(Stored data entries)

◇ ◇ ◇ ◇ ◇ ◇ ◇

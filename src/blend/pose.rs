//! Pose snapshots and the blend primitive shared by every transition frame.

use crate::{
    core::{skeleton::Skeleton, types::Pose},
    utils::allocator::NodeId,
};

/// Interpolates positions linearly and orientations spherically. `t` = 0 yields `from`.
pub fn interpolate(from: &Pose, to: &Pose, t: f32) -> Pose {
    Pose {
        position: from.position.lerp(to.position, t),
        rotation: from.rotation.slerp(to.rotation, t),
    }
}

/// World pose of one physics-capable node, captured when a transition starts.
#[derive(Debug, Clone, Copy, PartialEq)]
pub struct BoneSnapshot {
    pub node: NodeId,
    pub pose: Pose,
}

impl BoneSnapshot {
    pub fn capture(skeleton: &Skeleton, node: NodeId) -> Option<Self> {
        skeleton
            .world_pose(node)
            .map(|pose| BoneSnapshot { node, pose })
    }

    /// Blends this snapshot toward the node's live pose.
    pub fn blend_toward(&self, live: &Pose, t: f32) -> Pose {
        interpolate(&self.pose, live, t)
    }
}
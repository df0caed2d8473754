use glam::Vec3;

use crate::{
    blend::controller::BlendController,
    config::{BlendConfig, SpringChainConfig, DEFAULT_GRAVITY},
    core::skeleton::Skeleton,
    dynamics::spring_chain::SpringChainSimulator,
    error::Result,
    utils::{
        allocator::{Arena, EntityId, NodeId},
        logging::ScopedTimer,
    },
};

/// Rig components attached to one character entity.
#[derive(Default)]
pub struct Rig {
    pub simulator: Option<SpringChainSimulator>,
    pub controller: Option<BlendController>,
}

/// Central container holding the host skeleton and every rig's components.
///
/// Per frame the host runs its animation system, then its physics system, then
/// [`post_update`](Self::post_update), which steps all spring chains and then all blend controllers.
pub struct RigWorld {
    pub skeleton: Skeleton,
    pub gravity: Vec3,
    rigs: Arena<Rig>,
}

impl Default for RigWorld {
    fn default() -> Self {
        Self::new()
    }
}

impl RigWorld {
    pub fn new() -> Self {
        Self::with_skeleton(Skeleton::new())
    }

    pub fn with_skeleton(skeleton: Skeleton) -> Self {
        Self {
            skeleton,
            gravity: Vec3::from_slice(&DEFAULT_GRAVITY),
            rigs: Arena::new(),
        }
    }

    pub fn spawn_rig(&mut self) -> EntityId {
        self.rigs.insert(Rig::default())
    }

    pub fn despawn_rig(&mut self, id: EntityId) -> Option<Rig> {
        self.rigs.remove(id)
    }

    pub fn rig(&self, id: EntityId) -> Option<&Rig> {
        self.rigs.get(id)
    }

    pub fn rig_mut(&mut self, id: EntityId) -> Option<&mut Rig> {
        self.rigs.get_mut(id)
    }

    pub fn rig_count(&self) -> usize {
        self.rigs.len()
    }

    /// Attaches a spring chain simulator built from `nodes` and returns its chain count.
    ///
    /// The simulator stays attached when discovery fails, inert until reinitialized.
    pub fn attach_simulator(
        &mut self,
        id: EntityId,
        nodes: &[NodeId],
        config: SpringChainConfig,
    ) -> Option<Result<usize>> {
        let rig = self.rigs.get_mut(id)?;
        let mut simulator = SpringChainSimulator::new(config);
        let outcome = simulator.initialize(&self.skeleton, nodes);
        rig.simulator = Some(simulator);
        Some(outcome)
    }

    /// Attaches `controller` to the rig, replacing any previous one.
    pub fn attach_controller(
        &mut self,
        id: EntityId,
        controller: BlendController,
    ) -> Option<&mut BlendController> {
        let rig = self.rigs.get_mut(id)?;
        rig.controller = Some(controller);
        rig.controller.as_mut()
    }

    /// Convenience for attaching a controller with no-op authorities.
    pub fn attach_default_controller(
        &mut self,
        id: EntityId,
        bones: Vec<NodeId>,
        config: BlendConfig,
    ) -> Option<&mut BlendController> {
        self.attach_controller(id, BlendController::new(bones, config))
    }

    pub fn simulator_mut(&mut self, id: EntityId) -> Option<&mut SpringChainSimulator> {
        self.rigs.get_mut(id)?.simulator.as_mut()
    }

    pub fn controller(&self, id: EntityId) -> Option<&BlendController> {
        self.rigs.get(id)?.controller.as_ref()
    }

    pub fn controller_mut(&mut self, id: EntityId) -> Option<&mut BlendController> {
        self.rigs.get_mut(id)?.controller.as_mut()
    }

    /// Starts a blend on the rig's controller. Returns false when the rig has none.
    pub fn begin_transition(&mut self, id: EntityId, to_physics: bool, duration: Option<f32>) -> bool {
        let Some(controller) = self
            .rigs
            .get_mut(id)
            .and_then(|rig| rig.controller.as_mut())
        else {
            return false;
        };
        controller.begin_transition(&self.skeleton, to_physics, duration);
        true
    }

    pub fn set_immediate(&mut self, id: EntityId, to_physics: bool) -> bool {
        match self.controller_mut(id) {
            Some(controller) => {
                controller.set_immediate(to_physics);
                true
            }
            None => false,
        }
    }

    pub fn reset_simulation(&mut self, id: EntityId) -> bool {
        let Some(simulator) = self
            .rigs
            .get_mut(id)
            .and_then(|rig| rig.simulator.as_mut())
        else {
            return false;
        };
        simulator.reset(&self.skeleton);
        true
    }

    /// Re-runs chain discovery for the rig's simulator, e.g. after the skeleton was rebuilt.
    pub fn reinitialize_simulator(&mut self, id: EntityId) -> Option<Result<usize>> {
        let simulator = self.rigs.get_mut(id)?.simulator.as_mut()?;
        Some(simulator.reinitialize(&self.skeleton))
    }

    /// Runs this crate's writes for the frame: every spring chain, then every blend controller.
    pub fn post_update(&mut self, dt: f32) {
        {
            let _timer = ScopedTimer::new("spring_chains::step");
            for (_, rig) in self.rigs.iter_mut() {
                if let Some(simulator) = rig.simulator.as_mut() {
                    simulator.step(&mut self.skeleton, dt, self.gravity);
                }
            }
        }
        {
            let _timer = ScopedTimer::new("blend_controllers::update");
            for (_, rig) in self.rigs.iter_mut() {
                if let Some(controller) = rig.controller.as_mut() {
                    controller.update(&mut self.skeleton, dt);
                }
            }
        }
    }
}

◇ ◇ ◇ ◇ ◇ ◇ ◇

WHAT YOU SHOULD DO: Pull every line with the word "Attaches" from the data.

ANSWER SECTION:
    /// Attaches a spring chain simulator built from `nodes` and returns its chain count.
    /// Attaches `controller` to the rig, replacing any previous one.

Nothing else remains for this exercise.